# [Your task]
Nothing but the lines from the start of the records below through the line that has "pub mod cache;" should appear, each exactly as given.

(Dataset entries)
+ + + + +
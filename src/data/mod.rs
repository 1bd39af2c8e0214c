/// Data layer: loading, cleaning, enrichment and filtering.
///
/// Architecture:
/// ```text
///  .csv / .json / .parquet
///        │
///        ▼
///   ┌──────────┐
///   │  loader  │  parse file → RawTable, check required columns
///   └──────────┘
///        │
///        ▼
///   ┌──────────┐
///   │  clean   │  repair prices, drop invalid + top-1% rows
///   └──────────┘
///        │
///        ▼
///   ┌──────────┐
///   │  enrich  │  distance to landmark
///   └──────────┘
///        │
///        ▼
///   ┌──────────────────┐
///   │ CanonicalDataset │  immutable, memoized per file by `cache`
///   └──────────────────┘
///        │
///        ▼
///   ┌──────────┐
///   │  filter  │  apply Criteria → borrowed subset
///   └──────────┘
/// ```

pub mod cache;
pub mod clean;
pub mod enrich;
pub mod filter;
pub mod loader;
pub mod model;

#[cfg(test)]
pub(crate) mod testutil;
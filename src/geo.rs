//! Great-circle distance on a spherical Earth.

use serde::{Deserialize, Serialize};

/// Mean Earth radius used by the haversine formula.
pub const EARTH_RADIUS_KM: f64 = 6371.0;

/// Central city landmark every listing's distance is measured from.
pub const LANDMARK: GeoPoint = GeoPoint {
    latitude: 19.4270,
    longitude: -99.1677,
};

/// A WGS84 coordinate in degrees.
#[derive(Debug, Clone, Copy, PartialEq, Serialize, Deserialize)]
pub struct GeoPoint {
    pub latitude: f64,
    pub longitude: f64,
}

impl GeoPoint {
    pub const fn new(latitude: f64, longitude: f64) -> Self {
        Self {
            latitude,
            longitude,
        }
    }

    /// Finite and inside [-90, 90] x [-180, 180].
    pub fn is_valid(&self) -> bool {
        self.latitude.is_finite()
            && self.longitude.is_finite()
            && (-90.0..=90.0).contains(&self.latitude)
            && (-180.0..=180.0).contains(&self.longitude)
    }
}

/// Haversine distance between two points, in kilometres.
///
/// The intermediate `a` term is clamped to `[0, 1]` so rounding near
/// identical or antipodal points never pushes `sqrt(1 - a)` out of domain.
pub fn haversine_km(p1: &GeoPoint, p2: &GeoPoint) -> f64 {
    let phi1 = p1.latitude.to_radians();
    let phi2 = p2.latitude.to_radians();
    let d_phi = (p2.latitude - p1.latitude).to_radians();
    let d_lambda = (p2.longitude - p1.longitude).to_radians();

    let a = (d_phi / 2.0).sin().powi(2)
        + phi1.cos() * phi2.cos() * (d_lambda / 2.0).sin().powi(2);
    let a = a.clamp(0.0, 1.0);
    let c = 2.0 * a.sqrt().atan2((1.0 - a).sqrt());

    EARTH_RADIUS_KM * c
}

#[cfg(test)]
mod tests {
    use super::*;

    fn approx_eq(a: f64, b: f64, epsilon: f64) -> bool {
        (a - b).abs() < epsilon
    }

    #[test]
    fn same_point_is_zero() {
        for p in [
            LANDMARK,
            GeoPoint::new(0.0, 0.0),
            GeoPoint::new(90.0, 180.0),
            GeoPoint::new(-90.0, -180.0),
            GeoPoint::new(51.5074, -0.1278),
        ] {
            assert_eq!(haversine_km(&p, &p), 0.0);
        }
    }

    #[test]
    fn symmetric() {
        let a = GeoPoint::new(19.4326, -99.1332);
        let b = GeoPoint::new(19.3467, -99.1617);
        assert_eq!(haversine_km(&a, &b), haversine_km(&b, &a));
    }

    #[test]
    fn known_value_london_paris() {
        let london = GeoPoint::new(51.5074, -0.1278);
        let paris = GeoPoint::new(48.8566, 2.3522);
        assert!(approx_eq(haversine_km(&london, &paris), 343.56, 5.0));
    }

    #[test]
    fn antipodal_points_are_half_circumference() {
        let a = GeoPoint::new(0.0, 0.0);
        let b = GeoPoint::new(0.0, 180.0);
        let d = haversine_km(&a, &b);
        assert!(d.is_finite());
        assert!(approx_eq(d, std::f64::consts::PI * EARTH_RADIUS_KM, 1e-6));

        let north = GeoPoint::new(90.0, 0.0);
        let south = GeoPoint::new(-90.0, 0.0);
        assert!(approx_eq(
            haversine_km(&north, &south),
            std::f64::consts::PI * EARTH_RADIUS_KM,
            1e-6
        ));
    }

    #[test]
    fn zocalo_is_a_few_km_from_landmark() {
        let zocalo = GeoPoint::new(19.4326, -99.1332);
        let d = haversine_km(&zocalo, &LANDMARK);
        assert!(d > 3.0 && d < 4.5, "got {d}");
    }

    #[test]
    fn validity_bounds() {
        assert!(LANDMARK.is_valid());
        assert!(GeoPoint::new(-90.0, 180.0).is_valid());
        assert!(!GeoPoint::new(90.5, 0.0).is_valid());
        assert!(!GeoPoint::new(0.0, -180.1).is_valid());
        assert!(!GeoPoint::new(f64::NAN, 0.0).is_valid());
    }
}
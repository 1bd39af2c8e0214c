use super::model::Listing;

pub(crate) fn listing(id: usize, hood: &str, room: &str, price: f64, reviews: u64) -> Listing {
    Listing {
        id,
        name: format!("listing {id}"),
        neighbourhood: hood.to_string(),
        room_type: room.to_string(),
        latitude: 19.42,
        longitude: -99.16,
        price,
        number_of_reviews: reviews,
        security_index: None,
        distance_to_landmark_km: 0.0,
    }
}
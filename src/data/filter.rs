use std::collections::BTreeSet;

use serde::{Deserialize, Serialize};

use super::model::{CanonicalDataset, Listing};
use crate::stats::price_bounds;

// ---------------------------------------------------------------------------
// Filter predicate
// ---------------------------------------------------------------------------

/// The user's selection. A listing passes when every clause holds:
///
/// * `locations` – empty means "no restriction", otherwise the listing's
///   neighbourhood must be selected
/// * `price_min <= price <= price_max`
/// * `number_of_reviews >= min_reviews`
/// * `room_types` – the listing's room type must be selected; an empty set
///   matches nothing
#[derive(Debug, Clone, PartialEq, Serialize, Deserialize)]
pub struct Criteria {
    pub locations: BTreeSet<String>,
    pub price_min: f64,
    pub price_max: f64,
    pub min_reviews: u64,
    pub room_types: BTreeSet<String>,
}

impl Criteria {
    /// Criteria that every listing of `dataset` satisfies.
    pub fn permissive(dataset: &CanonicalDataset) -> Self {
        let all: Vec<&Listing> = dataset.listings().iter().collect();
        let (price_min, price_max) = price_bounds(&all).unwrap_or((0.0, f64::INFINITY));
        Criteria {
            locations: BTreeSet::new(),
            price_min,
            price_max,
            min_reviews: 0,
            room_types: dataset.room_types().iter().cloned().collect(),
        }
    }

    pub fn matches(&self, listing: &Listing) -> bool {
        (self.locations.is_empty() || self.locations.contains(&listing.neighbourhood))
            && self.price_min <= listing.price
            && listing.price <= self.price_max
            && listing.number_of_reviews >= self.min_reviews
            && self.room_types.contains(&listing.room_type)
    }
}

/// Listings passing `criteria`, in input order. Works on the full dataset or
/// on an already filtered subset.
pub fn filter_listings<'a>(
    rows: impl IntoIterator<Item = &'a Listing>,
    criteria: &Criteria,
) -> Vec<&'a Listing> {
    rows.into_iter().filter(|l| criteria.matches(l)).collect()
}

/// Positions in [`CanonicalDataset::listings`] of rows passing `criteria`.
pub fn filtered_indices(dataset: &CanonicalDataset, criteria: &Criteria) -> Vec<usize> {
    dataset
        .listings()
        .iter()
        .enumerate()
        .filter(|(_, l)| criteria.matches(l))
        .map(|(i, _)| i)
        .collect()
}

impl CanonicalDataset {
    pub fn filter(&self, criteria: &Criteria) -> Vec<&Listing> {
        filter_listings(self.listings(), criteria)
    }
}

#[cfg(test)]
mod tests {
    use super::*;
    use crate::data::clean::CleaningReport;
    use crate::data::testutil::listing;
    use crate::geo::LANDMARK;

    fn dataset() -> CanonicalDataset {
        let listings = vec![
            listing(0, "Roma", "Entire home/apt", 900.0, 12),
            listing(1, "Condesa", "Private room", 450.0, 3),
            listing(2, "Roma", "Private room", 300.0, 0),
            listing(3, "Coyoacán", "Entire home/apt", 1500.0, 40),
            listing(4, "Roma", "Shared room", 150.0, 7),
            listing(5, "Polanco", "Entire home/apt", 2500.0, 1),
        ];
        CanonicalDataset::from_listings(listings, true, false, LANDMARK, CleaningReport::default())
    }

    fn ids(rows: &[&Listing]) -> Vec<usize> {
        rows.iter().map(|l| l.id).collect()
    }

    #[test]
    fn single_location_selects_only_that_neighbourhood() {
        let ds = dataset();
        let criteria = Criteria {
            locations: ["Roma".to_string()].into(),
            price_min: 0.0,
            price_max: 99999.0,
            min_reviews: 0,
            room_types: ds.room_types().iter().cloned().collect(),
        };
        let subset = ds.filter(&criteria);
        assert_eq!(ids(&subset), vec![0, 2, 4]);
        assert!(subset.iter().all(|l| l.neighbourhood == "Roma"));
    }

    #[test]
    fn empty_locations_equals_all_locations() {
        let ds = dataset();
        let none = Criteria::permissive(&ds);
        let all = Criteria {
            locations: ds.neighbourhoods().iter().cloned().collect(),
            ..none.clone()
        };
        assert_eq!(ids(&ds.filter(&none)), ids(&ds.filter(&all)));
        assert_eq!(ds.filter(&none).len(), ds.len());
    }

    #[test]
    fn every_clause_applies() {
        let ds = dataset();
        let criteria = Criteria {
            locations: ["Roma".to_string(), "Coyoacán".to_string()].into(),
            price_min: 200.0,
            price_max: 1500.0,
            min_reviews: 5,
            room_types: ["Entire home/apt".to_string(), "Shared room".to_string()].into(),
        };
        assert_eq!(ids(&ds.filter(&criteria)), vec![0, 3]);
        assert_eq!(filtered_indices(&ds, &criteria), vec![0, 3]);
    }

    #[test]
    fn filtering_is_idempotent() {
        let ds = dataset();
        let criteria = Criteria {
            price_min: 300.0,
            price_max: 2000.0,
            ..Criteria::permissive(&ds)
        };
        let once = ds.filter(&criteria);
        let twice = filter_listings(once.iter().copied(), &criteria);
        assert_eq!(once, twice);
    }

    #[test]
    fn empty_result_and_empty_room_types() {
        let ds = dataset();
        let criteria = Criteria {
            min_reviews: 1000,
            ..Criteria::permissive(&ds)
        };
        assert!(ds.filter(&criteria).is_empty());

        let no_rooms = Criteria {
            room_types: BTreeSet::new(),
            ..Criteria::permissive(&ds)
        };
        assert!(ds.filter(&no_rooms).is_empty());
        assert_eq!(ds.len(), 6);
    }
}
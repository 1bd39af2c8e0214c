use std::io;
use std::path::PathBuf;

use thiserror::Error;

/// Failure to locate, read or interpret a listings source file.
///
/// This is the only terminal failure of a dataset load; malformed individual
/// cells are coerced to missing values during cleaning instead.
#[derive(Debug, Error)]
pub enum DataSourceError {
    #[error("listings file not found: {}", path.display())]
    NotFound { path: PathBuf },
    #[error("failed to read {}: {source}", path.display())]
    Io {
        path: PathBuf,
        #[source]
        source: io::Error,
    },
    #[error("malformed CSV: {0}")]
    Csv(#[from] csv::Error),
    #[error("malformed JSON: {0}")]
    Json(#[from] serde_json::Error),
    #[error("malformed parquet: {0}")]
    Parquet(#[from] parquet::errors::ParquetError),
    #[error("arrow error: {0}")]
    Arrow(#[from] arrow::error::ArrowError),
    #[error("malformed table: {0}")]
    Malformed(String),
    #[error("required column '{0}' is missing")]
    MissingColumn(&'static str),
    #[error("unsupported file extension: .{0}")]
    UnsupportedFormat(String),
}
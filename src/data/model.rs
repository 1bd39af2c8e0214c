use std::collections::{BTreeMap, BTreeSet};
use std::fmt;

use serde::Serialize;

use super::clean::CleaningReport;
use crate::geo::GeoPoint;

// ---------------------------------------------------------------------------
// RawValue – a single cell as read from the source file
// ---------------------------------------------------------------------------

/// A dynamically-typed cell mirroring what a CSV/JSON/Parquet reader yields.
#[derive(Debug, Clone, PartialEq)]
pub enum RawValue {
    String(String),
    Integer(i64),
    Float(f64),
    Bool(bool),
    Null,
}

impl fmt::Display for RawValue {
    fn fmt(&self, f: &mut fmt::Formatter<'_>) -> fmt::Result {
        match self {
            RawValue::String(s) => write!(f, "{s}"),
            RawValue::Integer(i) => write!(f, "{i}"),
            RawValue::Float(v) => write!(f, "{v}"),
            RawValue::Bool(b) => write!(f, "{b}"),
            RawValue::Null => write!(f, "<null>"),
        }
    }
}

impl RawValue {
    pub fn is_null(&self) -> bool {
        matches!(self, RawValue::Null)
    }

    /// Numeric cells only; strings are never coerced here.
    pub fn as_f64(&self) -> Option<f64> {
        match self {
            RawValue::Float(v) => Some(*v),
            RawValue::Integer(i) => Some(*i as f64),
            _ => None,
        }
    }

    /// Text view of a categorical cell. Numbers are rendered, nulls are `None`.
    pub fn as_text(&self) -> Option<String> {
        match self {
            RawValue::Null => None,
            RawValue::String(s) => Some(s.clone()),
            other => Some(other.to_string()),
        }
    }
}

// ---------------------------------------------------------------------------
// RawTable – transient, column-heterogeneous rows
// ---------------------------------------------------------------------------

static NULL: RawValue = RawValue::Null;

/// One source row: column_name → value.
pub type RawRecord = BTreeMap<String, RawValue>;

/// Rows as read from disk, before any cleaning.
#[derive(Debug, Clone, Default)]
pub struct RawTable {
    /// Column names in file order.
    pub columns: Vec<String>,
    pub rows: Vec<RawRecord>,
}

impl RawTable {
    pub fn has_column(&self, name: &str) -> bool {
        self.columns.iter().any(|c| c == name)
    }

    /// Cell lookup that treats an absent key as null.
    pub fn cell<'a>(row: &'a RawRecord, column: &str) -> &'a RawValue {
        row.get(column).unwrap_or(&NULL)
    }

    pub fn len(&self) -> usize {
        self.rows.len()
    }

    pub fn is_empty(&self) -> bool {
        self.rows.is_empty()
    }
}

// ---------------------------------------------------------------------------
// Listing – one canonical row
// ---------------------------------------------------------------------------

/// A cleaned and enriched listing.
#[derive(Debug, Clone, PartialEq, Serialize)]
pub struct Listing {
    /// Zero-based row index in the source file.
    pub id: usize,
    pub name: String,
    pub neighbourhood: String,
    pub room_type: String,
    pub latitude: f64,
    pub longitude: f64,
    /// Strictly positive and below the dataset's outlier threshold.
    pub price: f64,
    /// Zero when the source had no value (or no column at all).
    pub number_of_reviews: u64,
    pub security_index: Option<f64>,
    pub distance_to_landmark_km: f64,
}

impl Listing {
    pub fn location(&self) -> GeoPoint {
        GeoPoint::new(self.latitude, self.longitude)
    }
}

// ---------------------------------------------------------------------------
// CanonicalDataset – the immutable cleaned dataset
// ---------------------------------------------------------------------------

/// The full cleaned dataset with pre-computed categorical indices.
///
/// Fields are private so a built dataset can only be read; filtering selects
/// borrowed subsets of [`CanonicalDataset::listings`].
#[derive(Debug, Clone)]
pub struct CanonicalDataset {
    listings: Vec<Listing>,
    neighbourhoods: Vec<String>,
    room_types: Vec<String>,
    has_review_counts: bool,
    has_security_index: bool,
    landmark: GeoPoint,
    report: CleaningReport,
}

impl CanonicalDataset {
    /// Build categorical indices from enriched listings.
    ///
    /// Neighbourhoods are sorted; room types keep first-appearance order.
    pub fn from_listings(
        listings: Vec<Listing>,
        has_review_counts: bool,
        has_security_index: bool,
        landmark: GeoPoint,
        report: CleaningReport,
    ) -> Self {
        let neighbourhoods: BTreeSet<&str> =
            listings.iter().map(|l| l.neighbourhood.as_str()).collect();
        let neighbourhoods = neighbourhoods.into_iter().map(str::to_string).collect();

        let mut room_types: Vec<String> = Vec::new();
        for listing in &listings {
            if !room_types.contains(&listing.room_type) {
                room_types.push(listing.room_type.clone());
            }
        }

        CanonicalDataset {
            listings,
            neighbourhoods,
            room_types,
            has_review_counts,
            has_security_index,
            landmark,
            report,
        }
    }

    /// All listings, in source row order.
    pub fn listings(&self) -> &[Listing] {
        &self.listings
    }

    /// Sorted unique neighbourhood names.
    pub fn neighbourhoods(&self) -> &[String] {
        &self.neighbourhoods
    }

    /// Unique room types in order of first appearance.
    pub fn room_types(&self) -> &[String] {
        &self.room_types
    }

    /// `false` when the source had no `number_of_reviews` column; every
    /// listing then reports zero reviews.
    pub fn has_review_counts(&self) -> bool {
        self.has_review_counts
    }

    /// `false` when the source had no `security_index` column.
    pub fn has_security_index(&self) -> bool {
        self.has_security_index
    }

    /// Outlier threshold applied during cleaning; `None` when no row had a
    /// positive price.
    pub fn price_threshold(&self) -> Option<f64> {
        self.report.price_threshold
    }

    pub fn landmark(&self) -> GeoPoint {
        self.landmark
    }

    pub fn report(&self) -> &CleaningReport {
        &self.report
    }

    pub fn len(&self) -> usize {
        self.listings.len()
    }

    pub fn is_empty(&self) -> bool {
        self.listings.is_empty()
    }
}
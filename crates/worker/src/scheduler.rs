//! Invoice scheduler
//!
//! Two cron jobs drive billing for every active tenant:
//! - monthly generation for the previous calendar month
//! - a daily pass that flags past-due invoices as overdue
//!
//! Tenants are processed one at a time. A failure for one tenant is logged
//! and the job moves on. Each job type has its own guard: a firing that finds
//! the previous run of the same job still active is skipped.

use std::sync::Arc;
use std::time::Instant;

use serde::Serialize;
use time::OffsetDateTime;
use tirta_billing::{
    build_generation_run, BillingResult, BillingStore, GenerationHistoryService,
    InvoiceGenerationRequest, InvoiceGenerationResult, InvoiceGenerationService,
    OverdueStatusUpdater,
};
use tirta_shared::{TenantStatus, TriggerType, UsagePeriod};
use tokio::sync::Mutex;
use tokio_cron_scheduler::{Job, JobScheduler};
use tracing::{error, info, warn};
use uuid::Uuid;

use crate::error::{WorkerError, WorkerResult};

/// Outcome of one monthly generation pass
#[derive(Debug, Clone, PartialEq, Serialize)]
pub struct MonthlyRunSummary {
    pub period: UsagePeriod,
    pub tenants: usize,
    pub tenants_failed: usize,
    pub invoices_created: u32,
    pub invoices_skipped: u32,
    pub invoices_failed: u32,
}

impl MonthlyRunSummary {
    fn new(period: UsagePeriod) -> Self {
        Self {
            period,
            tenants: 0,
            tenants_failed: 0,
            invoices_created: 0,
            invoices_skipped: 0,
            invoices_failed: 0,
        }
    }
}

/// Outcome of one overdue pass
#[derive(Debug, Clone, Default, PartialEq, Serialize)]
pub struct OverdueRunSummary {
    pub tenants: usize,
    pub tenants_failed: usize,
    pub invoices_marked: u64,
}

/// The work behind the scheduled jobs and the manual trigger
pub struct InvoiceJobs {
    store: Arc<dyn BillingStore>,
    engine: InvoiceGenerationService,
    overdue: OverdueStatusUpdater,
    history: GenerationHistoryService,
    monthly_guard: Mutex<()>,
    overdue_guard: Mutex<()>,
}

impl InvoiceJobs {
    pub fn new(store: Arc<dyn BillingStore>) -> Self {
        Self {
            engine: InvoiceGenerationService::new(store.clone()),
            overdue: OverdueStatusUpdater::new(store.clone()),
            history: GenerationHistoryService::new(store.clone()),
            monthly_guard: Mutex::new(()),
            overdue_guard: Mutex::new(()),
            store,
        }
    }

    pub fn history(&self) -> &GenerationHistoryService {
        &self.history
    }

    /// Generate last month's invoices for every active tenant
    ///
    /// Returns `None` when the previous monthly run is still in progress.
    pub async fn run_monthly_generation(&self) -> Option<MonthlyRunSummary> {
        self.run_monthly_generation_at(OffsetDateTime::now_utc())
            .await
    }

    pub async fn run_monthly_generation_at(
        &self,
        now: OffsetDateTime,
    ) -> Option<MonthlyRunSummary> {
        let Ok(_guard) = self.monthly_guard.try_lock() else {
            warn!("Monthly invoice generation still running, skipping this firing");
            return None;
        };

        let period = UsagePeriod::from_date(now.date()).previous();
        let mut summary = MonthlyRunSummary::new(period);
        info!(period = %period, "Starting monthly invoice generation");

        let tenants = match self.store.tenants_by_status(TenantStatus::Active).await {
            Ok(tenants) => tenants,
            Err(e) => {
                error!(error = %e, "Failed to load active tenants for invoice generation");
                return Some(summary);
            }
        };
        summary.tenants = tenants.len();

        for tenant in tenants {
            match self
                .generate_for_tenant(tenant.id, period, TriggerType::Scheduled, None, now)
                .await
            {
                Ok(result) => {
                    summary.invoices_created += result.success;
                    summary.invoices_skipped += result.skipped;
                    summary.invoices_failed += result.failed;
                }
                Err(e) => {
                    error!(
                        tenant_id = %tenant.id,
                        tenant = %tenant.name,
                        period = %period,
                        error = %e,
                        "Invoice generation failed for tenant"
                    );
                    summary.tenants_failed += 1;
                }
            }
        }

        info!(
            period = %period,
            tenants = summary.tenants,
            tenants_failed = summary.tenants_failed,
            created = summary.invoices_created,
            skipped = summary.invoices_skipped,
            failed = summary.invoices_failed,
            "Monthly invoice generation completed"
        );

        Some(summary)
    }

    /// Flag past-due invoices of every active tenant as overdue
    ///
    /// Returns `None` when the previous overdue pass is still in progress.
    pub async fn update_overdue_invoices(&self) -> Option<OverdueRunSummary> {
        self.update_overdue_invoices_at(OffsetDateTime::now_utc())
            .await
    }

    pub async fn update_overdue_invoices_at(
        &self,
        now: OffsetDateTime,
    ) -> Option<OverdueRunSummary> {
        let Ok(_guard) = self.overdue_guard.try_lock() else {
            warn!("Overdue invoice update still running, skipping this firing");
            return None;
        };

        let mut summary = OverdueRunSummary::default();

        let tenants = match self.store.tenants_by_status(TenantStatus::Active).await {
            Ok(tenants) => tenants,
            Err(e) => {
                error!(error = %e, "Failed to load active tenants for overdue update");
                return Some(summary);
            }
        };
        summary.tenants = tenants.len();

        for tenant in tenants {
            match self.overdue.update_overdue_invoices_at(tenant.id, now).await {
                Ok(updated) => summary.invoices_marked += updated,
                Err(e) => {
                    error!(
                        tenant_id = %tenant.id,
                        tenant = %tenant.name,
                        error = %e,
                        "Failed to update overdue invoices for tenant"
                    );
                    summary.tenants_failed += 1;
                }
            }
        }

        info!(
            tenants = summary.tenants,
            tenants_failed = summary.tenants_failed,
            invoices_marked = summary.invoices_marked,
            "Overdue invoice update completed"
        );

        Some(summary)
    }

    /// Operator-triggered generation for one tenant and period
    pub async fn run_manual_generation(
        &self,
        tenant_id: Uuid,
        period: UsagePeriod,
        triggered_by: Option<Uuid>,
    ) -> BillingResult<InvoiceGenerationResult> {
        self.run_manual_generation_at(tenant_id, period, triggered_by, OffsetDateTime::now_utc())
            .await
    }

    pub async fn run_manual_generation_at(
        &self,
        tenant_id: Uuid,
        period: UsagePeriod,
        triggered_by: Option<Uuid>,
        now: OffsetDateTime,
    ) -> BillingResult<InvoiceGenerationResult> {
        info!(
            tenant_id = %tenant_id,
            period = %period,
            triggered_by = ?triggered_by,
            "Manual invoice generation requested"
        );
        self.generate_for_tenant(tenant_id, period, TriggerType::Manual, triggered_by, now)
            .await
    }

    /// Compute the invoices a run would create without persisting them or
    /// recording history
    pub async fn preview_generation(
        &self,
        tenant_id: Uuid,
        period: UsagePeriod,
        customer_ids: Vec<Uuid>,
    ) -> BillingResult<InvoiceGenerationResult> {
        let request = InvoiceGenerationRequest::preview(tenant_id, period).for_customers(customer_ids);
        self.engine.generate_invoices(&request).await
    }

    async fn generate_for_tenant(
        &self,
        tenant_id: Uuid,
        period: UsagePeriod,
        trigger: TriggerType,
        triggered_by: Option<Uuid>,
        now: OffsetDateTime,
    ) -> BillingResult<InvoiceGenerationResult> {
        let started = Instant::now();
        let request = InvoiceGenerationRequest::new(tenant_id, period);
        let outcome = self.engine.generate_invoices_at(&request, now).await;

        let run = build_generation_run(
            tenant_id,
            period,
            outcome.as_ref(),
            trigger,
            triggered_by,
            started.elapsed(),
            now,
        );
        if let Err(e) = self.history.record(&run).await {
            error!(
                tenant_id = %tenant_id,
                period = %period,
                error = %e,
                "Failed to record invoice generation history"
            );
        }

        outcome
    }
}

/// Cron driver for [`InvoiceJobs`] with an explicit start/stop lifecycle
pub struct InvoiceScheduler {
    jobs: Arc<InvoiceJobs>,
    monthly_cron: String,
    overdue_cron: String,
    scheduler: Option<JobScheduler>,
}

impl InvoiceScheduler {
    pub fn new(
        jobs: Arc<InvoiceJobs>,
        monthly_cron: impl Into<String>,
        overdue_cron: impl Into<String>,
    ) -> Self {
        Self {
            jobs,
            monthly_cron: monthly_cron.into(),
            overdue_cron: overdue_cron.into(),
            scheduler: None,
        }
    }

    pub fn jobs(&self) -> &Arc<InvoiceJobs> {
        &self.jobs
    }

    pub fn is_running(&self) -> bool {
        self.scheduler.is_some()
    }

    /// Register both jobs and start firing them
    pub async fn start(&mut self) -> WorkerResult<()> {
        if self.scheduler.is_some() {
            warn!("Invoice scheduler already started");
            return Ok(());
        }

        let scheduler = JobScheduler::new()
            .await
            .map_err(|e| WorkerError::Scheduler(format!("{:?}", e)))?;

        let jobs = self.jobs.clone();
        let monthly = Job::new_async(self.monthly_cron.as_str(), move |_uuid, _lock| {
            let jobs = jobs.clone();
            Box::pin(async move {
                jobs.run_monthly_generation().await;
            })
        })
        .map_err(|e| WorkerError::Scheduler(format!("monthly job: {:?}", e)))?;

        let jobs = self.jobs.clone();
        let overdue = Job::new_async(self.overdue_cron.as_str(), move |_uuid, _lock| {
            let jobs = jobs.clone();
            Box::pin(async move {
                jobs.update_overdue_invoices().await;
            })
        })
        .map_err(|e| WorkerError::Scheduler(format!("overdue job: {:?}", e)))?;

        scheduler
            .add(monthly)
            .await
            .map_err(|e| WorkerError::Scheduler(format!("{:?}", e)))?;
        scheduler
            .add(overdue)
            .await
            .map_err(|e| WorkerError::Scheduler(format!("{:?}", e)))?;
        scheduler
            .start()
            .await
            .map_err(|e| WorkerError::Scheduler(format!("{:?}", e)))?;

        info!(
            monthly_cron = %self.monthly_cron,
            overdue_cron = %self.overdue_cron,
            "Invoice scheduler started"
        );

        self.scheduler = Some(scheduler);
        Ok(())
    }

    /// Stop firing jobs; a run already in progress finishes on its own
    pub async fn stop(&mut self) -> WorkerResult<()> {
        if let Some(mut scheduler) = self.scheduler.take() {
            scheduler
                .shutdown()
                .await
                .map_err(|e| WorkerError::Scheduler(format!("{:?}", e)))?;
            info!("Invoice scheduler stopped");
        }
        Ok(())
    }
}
+ + + + +
# [Output for this exercise]
filename src/data/mod.rs
repository 1bd39af2c8e0214c
/// Data layer: loading, cleaning, enrichment and filtering.
///
/// Architecture:
/// ```text
///  .csv / .json / .parquet
///        │
///        ▼
///   ┌──────────┐
///   │  loader  │  parse file → RawTable, check required columns
///   └──────────┘
///        │
///        ▼
///   ┌──────────┐
///   │  clean   │  repair prices, drop invalid + top-1% rows
///   └──────────┘
///        │
///        ▼
///   ┌──────────┐
///   │  enrich  │  distance to landmark
///   └──────────┘
///        │
///        ▼
///   ┌──────────────────┐
///   │ CanonicalDataset │  immutable, memoized per file by `cache`
///   └──────────────────┘
///        │
///        ▼
///   ┌──────────┐
///   │  filter  │  apply Criteria → borrowed subset
///   └──────────┘
/// ```

pub mod cache;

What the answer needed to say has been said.